A los líderes con mentalidad autócrata, en cambio, la política democrática les parece intolerablemente frustrante. La mayoría de ellos carece de las habilidades o el temperamento para el toma y daca de la política. Son alérgicos a las críticas y a hacer concesiones y tienen poca paciencia para lidiar con las complejidades del proceso legislativo. Un ejemplo: un asesor del ex presidente del Perú dijo que el entonces mandatario “no soportaba la idea de tener que invitar al presidente del Senado al Palacio de Gobierno cada vez que quería que el Congreso aprobara una ley”. Para los aspirantes a autócratas, los pesos y contrapesos se sienten como una camisa de fuerza.

Las crisis ofrecen a estos aspirantes a autócratas un escape a las trabas constitucionales. Las emergencias nacionales –en particular, las guerras o los ataques terroristas– les hacen tres favores a esos líderes. Primero, generan apoyo público. Las crisis de seguridad comúnmente producen un efecto que unifica posturas y en el que la aprobación presidencial crece. Segundo, silencian a la oposición, dado que la crítica puede considerarse desleal o antipatriótica. Por último, flexibilizan los límites constitucionales normales. Temerosos de poner la seguridad nacional en riesgo, los jueces y los líderes legislativos ceden su autoridad.

Las emergencias nacionales pueden amenazar el equilibrio constitucional incluso con presidentes de tendencia democrática como Abraham Lincoln y Franklin Roosevelt, pero pueden ser funestas con aspirantes a autócratas, ya que proveen una justificación de apariencia legítima (y a menudo popular) para concentrar el poder y suprimir derechos. En el Perú, una insurgencia maoísta y una crisis económica permitieron a Fujimori anular la Constitución y disolver el Congreso en 1992; en Rusia, una serie de bombardeos a apartamentos en 1999 desató el apoyo público a Vladimir Putin, quien entonces era primer ministro, lo que le permitió consolidar el poder.

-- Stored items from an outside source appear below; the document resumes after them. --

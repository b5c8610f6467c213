//! The research pipeline.
//!
//! One research run flows through a fixed sequence of phases:
//!
//! 1. **Persona selection** ([`agent`]) - the fast model picks a
//!    specialist role for the report.
//! 2. **Context gathering** ([`gather`], [`orchestrator`]) - the query is
//!    decomposed into sub-queries, each gathered concurrently; discovered
//!    URLs are deduplicated across the fan-out through the session's
//!    visited set. Callers may instead supply seed URLs, which skips the
//!    search step entirely.
//! 3. **Budgeting** ([`context`]) - the merged context is shrunk by random
//!    eviction until it fits the prompt token budget.
//! 4. **Report generation + export** - the smart model writes the report;
//!    adapters render it to PDF and DOCX.
//!
//! Progress from every phase is streamed to the client through the
//! session channel; a disconnected client never cancels a run.

pub mod agent;
pub mod context;
pub mod gather;
pub mod orchestrator;
pub mod prompts;

pub use context::{count_tokens, ContentBlock, ResearchContext, SAFETY_MARGIN_TOKENS};
pub use gather::ContentGatherer;
pub use orchestrator::{token_budget, Researcher};
//! Neubrutalism Gallery - renders the showcase screen to PPM images.
//!
//! Writes `showcase.ppm` as first displayed and `showcase_focused.ppm`
//! after a tap on the search field, logging a fingerprint for each.

mod showcase;

use std::fs::File;
use std::io::{BufWriter, Write};
use std::path::{Path, PathBuf};

use anyhow::{Context, Result};
use clap::Parser;
use neubrutalism::{Canvas, StyleSheet};

use crate::showcase::Showcase;

#[derive(Parser)]
#[command(name = "neubrutalism-gallery")]
#[command(about = "Render the neubrutalism showcase screen", long_about = None)]
struct Cli {
    /// Output directory for the images
    #[arg(short, long, value_name = "DIR", default_value = ".")]
    out: PathBuf,

    /// Viewport width in pixels
    #[arg(long, default_value_t = 375, value_parser = clap::value_parser!(u32).range(1..))]
    width: u32,

    /// Viewport height in pixels
    #[arg(long, default_value_t = 667, value_parser = clap::value_parser!(u32).range(1..))]
    height: u32,

    /// Style sheet (TOML) overriding the default look
    #[arg(short, long, value_name = "FILE")]
    style: Option<PathBuf>,
}

fn write_image(canvas: &Canvas, path: &Path) -> Result<()> {
    let file = File::create(path).with_context(|| format!("creating {}", path.display()))?;
    let mut out = BufWriter::new(file);
    canvas
        .write_ppm(&mut out)
        .and_then(|()| out.flush())
        .with_context(|| format!("writing {}", path.display()))?;

    tracing::info!(
        path = %path.display(),
        fingerprint = format_args!("{:08x}", canvas.fingerprint()),
        "wrote image"
    );
    Ok(())
}

fn main() -> Result<()> {
    // RUST_LOG controls verbosity, e.g. RUST_LOG=neubrutalism=debug
    tracing_subscriber::fmt()
        .with_env_filter(
            tracing_subscriber::EnvFilter::try_from_default_env()
                .unwrap_or_else(|_| tracing_subscriber::EnvFilter::new("info")),
        )
        .init();

    let cli = Cli::parse();

    let sheet = match &cli.style {
        Some(path) => {
            StyleSheet::load(path).with_context(|| format!("loading style sheet {}", path.display()))?
        }
        None => StyleSheet::default(),
    };

    std::fs::create_dir_all(&cli.out).with_context(|| format!("creating {}", cli.out.display()))?;

    #[allow(clippy::cast_precision_loss)]
    let mut showcase = Showcase::new(&sheet, cli.width as f32, cli.height as f32);

    write_image(&showcase.paint(cli.width, cli.height), &cli.out.join("showcase.ppm"))?;

    showcase.tap_search();
    tracing::info!(focused = showcase.search_focused(), "tapped search field");
    write_image(
        &showcase.paint(cli.width, cli.height),
        &cli.out.join("showcase_focused.ppm"),
    )?;

    Ok(())
}
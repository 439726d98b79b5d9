//! Render command generation.
//!
//! Decorators never draw. They append [`RenderCommand`]s to a [`Renderer`],
//! and the finished [`Frame`] is handed to whatever paints pixels (the
//! [`crate::raster::Canvas`] in tests and in the gallery).

use crate::layout::Rect;
use crate::style::Color;

/// Built-in icon shapes.
#[derive(Debug, Clone, Copy, PartialEq, Eq, Hash)]
pub enum Glyph {
    /// Check mark (toggle on).
    Checkmark,
    /// Horizontal bar (toggle off).
    Minus,
    /// Diagonal cross (clear).
    Xmark,
    /// Magnifying glass (search).
    Magnifier,
    /// Right-pointing arrow.
    ArrowRight,
    /// Host-provided image, referenced by atlas id.
    Atlas(u32),
}

/// A render command.
#[derive(Debug, Clone, PartialEq)]
pub enum RenderCommand {
    /// Hard (zero-blur) shadow of a rounded rectangle.
    Shadow {
        /// Bounds of the shape casting the shadow.
        bounds: Rect,
        /// Shadow color.
        color: Color,
        /// Corner radius of the casting shape.
        corner_radius: f32,
        /// Offset of the shadow from the casting shape.
        offset: (f32, f32),
    },
    /// Filled rounded rectangle.
    Fill {
        /// Bounds.
        bounds: Rect,
        /// Fill color.
        color: Color,
        /// Corner radius.
        corner_radius: f32,
    },
    /// Rounded rectangle outline, centered on the bounds edge.
    Stroke {
        /// Bounds.
        bounds: Rect,
        /// Stroke color.
        color: Color,
        /// Line width.
        width: f32,
        /// Corner radius.
        corner_radius: f32,
    },
    /// A single line of text.
    Text {
        /// Text content.
        text: String,
        /// Top-left corner of the line box.
        origin: (f32, f32),
        /// Text color.
        color: Color,
        /// Font size.
        font_size: f32,
        /// Bold weight.
        bold: bool,
    },
    /// Template icon tinted with a single color.
    Icon {
        /// Bounds.
        bounds: Rect,
        /// Icon shape.
        glyph: Glyph,
        /// Tint color.
        tint: Color,
    },
    /// Scale everything until the matching [`RenderCommand::PopScale`].
    PushScale {
        /// Scale factor.
        factor: f32,
        /// Fixed point of the scale.
        origin: (f32, f32),
    },
    /// Ends the innermost scale.
    PopScale,
}

/// Collects render commands for one frame.
pub struct Renderer {
    /// All commands from the frame.
    commands: Vec<RenderCommand>,
    /// Open scale depth.
    scale_depth: usize,
}

impl Renderer {
    /// Creates a new renderer.
    #[must_use]
    pub fn new() -> Self {
        Self {
            commands: Vec::with_capacity(256),
            scale_depth: 0,
        }
    }

    /// Begins a new frame.
    pub fn begin_frame(&mut self) {
        self.commands.clear();
        self.scale_depth = 0;
    }

    /// Adds a render command.
    pub fn push(&mut self, command: RenderCommand) {
        self.commands.push(command);
    }

    /// Opens a uniform scale about `origin`.
    ///
    /// A factor of exactly 1.0 still pushes, so frames keep the same shape
    /// whether or not a control is pressed.
    pub fn push_scale(&mut self, factor: f32, origin: (f32, f32)) {
        self.scale_depth += 1;
        self.commands.push(RenderCommand::PushScale { factor, origin });
    }

    /// Closes the innermost scale. Unbalanced pops are ignored.
    pub fn pop_scale(&mut self) {
        if self.scale_depth == 0 {
            tracing::debug!("pop_scale without matching push_scale");
            return;
        }
        self.scale_depth -= 1;
        self.commands.push(RenderCommand::PopScale);
    }

    /// Ends the frame, closing any scale left open.
    pub fn end_frame(&mut self) -> Frame {
        while self.scale_depth > 0 {
            self.pop_scale();
        }
        Frame {
            commands: std::mem::take(&mut self.commands),
        }
    }

    /// Returns the number of commands recorded so far.
    #[must_use]
    pub fn command_count(&self) -> usize {
        self.commands.len()
    }
}

impl Default for Renderer {
    fn default() -> Self {
        Self::new()
    }
}

/// The finished, ordered commands of one render pass.
#[derive(Debug, Clone, Default, PartialEq)]
pub struct Frame {
    /// Commands in draw order.
    pub commands: Vec<RenderCommand>,
}

impl Frame {
    /// Number of commands.
    #[must_use]
    pub fn len(&self) -> usize {
        self.commands.len()
    }

    /// True if nothing was drawn.
    #[must_use]
    pub fn is_empty(&self) -> bool {
        self.commands.is_empty()
    }

    /// All stroke commands as `(bounds, color, width, corner_radius)`.
    pub fn strokes(&self) -> impl Iterator<Item = (Rect, Color, f32, f32)> + '_ {
        self.commands.iter().filter_map(|command| match *command {
            RenderCommand::Stroke {
                bounds,
                color,
                width,
                corner_radius,
            } => Some((bounds, color, width, corner_radius)),
            _ => None,
        })
    }

    /// All icon commands as `(bounds, glyph, tint)`.
    pub fn icons(&self) -> impl Iterator<Item = (Rect, Glyph, Color)> + '_ {
        self.commands.iter().filter_map(|command| match *command {
            RenderCommand::Icon { bounds, glyph, tint } => Some((bounds, glyph, tint)),
            _ => None,
        })
    }

    /// Factor of the first scale in the frame, 1.0 if there is none.
    #[must_use]
    pub fn scale(&self) -> f32 {
        self.commands
            .iter()
            .find_map(|command| match *command {
                RenderCommand::PushScale { factor, .. } => Some(factor),
                _ => None,
            })
            .unwrap_or(1.0)
    }
}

Las crisis presentan oportunidades tan grandes que los aspirantes a autócratas suelen fabricarlas. El ex presidente de Filipinas Ferdinand Marcos, por ejemplo, no quiso dejar el poder cuando su segundo período concluyó en 1973. Apareció una oportunidad en 1972, cuando una serie de explosiones sacudieron Manila. Tras un supuesto intento de asesinato a su secretario de Defensa, Marcos culpó a terroristas comunistas, declaró ley marcial y estableció una dictadura. Esta crisis fue, en gran medida, fabricada: se cree que los bombardeos fueron perpetrados por el gobierno y el intento de asesinato fue un montaje.

Trump opera un entorno político distinto, pero su comportamiento desde las elecciones de noviembre revela instintos autócratas. Es evidente que carece de la paciencia o de las habilidades de negociación necesarias para lidiar con un gobierno dividido. Su respuesta al control demócrata de la Cámara de Representantes ha consistido en negarse a hacer concesiones y a rechazar la posibilidad de perder. A diferencia de Clinton y Bush, quienes aceptaron la derrota cuando quedó claro que sus iniciativas carecían de apoyo legislativo, Trump se ha negado a aceptar el fracaso de su proyecto del muro fronterizo. Incapaz de obtener los votos necesarios, el presidente impuso, imprudentemente, un cierre de administración. Cuando eso falló se dispuso a burlar por completo al Congreso al inventar una emergencia. El martes 8 de enero, en su discurso desde el Despacho Oval, usó la palabra ‘crisis’ seis veces en ocho minutos. Fabricó una amenaza para justificar saltarse al Congreso.

Sin importar cuál sea el resultado, estos acontecimientos deberían activar las alarmas. El presidente de Estados Unidos se está comportando como un autócrata. Su disposición a fabricar crisis nacionales y trastocar los pesos y contrapesos constitucionales para evitar la derrota lo colocan más cerca de Ferdinand Marcos que de Ronald Reagan.

Trump carece de la templanza de Lincoln, Franklin D. Roosevelt o incluso George W. Bush. De hecho, parece incapaz de ejercer el Poder Ejecutivo de manera responsable. El primer encuentro de Trump con un gobierno dividido ha producido el que se ha convertido en el cierre de administración más largo de la historia. Y cualquier uso imprudente de los poderes especiales para casos de emergencia sentaría un precedente peligroso para invalidar el Poder Legislativo. A diferencia de otras declaraciones de emergencia nacional, esta desafiaría la voluntad del Congreso.

Esta situación sienta las bases para una pregunta escalofriante: ¿cómo se comportará durante una verdadera crisis de seguridad un presidente que está dispuesto a fabricar una por un simple punto muerto legislativo?